> _Work instructions_
Every line below that has the string "dengan" needs to be copied.

Stored data:
BEGIN
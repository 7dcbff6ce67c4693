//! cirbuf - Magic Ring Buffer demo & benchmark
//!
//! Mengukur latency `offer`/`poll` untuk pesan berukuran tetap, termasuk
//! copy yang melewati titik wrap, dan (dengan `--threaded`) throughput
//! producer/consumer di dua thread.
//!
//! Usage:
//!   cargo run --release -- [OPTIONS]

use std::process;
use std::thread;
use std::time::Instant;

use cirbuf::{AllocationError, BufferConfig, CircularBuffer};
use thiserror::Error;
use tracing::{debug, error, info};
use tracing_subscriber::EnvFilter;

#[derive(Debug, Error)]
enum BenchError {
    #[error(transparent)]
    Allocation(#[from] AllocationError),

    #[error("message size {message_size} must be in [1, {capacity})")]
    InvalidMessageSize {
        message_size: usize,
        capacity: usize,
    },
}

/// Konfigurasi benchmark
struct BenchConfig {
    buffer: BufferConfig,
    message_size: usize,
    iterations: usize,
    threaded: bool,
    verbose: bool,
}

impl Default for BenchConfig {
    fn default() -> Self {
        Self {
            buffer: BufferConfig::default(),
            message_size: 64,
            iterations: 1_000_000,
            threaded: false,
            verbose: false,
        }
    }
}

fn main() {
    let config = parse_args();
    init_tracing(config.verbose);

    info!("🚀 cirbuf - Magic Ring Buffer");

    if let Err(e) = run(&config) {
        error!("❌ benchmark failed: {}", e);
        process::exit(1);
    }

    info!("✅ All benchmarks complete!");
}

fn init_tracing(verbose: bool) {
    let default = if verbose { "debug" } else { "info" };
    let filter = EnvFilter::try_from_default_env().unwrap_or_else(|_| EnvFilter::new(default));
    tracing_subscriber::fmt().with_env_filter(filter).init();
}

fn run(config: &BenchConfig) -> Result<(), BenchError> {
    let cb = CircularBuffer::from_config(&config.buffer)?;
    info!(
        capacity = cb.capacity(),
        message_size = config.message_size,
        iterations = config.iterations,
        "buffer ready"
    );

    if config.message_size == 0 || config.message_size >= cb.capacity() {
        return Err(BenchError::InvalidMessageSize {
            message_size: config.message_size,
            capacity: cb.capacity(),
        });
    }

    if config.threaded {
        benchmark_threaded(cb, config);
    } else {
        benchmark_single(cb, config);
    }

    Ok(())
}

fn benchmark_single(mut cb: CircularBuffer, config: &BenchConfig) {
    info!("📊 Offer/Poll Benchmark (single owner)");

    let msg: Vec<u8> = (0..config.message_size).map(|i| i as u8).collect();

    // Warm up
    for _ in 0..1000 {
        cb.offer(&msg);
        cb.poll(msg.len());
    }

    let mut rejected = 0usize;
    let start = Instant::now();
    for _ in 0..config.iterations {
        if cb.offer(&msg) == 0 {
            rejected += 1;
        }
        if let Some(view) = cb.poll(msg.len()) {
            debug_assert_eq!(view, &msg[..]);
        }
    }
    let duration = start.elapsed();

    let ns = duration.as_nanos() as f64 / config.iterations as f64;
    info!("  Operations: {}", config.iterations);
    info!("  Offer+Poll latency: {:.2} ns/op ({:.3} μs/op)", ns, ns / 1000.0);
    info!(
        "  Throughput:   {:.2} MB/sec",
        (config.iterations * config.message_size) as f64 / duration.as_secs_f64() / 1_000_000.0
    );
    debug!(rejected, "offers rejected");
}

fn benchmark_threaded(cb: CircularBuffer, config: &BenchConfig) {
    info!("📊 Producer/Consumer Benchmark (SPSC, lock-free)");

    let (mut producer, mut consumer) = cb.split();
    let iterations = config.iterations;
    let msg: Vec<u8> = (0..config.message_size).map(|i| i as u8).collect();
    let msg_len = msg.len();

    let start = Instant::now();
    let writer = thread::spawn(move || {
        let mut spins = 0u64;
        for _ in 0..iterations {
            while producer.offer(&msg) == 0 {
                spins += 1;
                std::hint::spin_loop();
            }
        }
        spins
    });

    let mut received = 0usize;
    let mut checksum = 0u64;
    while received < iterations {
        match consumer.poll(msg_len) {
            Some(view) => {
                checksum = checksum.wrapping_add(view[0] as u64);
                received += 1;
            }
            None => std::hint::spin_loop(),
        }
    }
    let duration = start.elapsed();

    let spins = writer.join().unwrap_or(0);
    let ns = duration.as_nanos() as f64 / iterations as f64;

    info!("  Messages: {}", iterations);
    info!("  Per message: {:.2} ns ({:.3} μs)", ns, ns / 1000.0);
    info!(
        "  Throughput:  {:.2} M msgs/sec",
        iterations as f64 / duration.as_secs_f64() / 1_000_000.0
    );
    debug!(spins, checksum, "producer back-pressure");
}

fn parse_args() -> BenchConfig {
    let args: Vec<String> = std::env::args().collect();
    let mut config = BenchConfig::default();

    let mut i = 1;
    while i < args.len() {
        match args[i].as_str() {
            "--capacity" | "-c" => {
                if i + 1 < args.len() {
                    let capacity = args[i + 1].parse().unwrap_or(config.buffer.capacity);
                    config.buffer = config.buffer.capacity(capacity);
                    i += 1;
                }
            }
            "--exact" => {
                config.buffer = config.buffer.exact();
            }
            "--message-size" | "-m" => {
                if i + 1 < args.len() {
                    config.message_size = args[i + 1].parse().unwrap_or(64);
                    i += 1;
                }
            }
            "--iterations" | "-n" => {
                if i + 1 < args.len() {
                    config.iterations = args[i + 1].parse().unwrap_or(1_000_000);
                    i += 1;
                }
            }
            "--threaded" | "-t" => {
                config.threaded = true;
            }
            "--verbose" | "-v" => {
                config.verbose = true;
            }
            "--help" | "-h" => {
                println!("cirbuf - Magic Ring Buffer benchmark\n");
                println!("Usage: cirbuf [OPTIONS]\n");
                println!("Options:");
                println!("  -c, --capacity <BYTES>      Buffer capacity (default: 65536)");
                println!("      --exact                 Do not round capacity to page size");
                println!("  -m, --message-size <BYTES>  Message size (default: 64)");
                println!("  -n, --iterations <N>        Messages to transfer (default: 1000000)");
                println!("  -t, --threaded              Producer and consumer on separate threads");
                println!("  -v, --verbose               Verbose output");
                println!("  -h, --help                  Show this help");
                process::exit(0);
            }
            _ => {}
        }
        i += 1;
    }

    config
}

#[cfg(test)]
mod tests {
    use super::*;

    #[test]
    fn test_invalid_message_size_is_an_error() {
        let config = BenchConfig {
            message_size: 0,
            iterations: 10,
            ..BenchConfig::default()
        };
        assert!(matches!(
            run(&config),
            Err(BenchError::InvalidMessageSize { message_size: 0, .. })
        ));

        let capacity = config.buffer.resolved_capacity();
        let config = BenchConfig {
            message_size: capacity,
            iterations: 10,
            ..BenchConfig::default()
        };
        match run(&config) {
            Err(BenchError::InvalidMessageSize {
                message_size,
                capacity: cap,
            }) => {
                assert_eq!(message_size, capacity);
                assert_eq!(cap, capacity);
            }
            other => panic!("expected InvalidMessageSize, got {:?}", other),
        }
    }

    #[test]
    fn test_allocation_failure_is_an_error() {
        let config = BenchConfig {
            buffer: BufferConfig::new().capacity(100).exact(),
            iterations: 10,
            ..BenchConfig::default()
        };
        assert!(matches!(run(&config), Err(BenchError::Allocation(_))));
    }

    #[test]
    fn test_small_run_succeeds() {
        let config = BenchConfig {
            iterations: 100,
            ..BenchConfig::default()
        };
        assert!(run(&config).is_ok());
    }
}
END
BEGIN
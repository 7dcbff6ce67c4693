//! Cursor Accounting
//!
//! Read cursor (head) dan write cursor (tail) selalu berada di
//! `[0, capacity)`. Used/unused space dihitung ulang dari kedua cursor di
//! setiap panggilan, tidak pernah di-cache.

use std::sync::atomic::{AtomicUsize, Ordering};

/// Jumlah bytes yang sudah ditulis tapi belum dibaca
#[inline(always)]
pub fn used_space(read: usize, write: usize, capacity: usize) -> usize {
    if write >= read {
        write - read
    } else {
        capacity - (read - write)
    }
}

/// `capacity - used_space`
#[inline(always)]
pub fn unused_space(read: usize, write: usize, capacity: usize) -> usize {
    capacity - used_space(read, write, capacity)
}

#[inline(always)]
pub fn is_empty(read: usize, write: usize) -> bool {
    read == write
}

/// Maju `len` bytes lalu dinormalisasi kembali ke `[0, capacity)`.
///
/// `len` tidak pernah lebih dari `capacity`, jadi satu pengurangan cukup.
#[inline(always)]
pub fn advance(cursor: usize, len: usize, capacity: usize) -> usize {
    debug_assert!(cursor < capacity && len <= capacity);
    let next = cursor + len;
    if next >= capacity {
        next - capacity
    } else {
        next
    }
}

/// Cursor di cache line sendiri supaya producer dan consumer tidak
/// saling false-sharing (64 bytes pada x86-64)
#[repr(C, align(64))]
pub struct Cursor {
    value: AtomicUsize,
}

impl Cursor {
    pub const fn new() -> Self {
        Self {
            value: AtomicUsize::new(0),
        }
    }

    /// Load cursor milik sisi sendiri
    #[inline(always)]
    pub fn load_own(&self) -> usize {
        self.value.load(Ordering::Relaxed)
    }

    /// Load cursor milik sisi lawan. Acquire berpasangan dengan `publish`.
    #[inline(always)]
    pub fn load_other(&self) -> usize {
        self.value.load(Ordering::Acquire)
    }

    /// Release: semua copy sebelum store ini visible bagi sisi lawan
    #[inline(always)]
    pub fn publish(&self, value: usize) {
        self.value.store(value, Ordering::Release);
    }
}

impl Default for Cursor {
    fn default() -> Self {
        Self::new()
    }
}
END
> _Answer to the exercise_
//! copy yang melewati titik wrap, dan (dengan `--threaded`) throughput
    /// Load cursor milik sisi lawan. Acquire berpasangan dengan `publish`.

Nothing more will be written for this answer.